Available data.

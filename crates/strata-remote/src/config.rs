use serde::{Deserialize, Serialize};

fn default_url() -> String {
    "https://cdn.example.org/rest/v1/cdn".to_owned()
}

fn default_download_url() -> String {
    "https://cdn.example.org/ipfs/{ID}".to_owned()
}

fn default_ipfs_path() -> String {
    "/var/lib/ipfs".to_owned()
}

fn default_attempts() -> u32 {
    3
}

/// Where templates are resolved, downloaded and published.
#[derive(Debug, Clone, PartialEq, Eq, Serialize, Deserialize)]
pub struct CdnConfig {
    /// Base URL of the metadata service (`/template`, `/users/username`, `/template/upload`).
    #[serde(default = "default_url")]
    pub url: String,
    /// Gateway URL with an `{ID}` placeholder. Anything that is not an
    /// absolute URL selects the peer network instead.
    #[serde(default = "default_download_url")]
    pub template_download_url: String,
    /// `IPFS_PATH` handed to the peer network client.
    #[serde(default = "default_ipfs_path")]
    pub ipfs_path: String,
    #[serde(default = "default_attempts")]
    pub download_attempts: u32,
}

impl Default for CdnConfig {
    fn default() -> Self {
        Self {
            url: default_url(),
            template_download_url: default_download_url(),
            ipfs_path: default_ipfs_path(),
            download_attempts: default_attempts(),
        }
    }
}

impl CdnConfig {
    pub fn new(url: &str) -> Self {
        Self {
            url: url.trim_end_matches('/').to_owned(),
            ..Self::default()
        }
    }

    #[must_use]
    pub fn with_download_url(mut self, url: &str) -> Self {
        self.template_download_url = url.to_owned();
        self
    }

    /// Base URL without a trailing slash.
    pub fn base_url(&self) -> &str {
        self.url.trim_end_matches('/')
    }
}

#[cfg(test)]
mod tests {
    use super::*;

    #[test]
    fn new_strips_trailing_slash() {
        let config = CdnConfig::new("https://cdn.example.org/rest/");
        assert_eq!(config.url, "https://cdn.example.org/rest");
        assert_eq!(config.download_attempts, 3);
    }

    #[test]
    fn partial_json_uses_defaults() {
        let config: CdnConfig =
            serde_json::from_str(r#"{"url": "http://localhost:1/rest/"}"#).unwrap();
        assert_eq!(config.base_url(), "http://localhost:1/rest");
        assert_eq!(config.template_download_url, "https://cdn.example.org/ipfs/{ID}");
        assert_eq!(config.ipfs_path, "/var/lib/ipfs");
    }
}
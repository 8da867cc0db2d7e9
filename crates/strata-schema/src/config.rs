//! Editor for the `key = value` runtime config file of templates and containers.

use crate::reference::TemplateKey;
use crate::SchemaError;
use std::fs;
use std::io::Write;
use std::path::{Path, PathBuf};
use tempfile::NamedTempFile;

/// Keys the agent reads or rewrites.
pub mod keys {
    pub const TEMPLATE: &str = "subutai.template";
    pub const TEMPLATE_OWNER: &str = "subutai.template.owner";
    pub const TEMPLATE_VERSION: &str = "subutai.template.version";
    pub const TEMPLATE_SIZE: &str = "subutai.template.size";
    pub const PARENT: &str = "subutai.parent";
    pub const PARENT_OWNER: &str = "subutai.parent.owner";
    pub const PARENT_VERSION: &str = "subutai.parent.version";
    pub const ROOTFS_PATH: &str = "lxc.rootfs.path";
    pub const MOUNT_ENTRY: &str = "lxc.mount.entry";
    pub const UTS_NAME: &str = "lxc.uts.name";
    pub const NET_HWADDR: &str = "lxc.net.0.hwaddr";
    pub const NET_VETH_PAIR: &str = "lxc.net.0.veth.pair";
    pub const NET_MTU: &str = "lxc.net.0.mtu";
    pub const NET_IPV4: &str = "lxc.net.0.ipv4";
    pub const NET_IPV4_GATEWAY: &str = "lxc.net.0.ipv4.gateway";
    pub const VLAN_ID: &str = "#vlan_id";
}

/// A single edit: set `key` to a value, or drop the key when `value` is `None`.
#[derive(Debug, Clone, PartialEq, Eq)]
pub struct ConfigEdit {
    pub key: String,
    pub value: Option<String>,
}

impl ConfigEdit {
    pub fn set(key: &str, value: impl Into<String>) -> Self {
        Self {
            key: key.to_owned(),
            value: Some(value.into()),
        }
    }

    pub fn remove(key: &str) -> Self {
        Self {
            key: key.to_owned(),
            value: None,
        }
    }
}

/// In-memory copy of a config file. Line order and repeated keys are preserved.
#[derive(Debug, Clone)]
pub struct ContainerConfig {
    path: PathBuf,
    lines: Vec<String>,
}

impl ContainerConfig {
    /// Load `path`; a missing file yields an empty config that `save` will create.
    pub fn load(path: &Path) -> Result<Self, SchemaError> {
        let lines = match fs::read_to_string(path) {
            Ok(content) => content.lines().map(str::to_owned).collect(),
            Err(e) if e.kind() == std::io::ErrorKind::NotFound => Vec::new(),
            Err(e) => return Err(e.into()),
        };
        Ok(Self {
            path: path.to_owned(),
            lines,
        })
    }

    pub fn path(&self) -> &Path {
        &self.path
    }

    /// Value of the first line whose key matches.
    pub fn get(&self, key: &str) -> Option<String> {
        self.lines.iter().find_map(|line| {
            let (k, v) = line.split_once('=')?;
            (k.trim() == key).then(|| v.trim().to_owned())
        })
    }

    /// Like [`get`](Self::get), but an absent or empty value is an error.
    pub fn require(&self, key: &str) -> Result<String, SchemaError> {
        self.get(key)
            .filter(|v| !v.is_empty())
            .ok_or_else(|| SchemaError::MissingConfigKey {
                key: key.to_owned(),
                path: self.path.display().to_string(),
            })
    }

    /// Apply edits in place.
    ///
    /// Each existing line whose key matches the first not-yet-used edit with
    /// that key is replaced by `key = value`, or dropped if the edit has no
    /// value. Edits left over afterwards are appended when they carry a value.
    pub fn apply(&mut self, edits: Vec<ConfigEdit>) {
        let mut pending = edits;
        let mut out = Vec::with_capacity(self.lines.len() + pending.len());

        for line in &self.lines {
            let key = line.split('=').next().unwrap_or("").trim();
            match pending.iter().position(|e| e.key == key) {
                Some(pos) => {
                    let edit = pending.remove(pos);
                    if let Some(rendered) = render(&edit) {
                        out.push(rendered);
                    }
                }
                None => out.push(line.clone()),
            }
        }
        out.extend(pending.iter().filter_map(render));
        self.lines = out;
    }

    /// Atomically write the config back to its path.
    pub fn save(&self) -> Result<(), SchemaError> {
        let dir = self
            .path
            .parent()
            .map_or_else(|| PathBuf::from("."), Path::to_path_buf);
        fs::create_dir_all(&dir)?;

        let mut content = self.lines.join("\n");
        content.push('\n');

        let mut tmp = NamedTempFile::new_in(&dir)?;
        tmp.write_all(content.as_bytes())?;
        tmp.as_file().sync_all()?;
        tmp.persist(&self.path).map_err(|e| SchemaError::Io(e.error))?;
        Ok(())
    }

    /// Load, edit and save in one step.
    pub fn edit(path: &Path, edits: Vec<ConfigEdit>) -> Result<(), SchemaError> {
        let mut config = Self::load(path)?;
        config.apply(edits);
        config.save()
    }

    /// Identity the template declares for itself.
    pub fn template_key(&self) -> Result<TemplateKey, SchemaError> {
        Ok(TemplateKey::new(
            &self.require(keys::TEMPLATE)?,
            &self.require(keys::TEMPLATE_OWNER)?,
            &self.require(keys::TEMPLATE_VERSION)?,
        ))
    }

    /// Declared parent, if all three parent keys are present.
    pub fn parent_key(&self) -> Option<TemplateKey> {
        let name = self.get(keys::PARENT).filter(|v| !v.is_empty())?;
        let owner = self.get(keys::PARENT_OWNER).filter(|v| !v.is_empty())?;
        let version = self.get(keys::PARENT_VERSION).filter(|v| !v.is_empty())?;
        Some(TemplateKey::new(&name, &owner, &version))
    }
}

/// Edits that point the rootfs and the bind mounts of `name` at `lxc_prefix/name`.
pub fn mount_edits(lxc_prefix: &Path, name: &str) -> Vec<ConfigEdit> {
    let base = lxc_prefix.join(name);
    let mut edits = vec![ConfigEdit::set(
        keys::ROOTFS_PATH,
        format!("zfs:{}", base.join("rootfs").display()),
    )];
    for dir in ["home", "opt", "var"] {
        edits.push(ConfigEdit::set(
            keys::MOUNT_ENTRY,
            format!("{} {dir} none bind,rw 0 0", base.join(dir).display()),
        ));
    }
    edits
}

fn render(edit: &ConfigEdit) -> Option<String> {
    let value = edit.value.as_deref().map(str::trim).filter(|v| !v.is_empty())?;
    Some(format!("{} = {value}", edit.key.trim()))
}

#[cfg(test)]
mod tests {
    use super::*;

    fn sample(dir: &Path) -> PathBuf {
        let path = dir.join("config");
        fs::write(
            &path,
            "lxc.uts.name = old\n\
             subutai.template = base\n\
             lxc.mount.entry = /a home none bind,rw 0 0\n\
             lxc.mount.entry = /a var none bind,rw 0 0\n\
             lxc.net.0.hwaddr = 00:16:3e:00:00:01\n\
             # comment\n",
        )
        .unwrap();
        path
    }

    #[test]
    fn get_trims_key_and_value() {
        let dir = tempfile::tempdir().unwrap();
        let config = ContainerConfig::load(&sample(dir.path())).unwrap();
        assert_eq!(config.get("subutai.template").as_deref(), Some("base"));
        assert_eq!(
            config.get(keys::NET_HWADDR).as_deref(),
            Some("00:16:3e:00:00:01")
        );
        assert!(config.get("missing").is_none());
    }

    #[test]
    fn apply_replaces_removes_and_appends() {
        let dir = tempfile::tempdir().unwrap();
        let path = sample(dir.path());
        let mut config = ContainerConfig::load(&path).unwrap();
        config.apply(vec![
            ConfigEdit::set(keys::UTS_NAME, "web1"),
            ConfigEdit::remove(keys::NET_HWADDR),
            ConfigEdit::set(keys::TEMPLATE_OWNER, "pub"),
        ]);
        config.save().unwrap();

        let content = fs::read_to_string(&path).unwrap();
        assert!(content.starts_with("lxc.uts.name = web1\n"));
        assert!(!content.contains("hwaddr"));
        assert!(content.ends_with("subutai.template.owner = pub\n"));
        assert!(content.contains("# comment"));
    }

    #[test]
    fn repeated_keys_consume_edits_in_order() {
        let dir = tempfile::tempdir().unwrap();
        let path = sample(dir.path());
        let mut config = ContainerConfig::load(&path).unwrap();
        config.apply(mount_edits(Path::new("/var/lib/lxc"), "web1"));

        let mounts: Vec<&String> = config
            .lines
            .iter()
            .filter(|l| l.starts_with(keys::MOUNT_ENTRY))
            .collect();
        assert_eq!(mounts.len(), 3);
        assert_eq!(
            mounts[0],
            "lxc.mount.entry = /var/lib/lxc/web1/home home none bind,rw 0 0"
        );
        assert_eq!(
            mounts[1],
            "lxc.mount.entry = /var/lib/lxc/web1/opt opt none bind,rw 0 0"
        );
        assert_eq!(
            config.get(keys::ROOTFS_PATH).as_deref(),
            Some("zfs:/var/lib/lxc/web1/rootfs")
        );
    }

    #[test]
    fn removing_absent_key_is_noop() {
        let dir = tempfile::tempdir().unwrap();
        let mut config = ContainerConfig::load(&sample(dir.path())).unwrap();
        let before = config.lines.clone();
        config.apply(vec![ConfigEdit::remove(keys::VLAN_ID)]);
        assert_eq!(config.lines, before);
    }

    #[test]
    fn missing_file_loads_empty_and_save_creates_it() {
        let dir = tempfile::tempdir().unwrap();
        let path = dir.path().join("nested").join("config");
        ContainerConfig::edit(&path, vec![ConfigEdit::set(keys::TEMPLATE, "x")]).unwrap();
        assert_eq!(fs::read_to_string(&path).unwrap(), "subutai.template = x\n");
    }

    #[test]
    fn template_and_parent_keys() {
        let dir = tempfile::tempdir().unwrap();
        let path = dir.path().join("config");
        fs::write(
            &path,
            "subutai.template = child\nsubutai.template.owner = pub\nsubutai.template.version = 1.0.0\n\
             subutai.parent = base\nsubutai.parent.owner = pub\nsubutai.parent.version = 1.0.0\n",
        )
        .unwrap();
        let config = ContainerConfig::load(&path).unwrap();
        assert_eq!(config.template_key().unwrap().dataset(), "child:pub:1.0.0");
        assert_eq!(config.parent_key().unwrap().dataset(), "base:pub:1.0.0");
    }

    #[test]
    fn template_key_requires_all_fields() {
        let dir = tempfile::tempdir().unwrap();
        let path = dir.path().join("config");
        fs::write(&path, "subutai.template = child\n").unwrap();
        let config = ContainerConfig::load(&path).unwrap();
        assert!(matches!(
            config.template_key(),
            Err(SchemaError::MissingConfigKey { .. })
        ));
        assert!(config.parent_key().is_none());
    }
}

Task instructions. Beginning at the line above that contains "edits in place.", return each line exactly through the line that contains "tmp.as_file().sync_all()?;", and no others.

Output below.
    /// Apply edits in place.
    ///
    /// Each existing line whose key matches the first not-yet-used edit with
    /// that key is replaced by `key = value`, or dropped if the edit has no
    /// value. Edits left over afterwards are appended when they carry a value.
    pub fn apply(&mut self, edits: Vec<ConfigEdit>) {
        let mut pending = edits;
        let mut out = Vec::with_capacity(self.lines.len() + pending.len());

        for line in &self.lines {
            let key = line.split('=').next().unwrap_or("").trim();
            match pending.iter().position(|e| e.key == key) {
                Some(pos) => {
                    let edit = pending.remove(pos);
                    if let Some(rendered) = render(&edit) {
                        out.push(rendered);
                    }
                }
                None => out.push(line.clone()),
            }
        }
        out.extend(pending.iter().filter_map(render));
        self.lines = out;
    }

    /// Atomically write the config back to its path.
    pub fn save(&self) -> Result<(), SchemaError> {
        let dir = self
            .path
            .parent()
            .map_or_else(|| PathBuf::from("."), Path::to_path_buf);
        fs::create_dir_all(&dir)?;

        let mut content = self.lines.join("\n");
        content.push('\n');

        let mut tmp = NamedTempFile::new_in(&dir)?;
        tmp.write_all(content.as_bytes())?;
        tmp.as_file().sync_all()?;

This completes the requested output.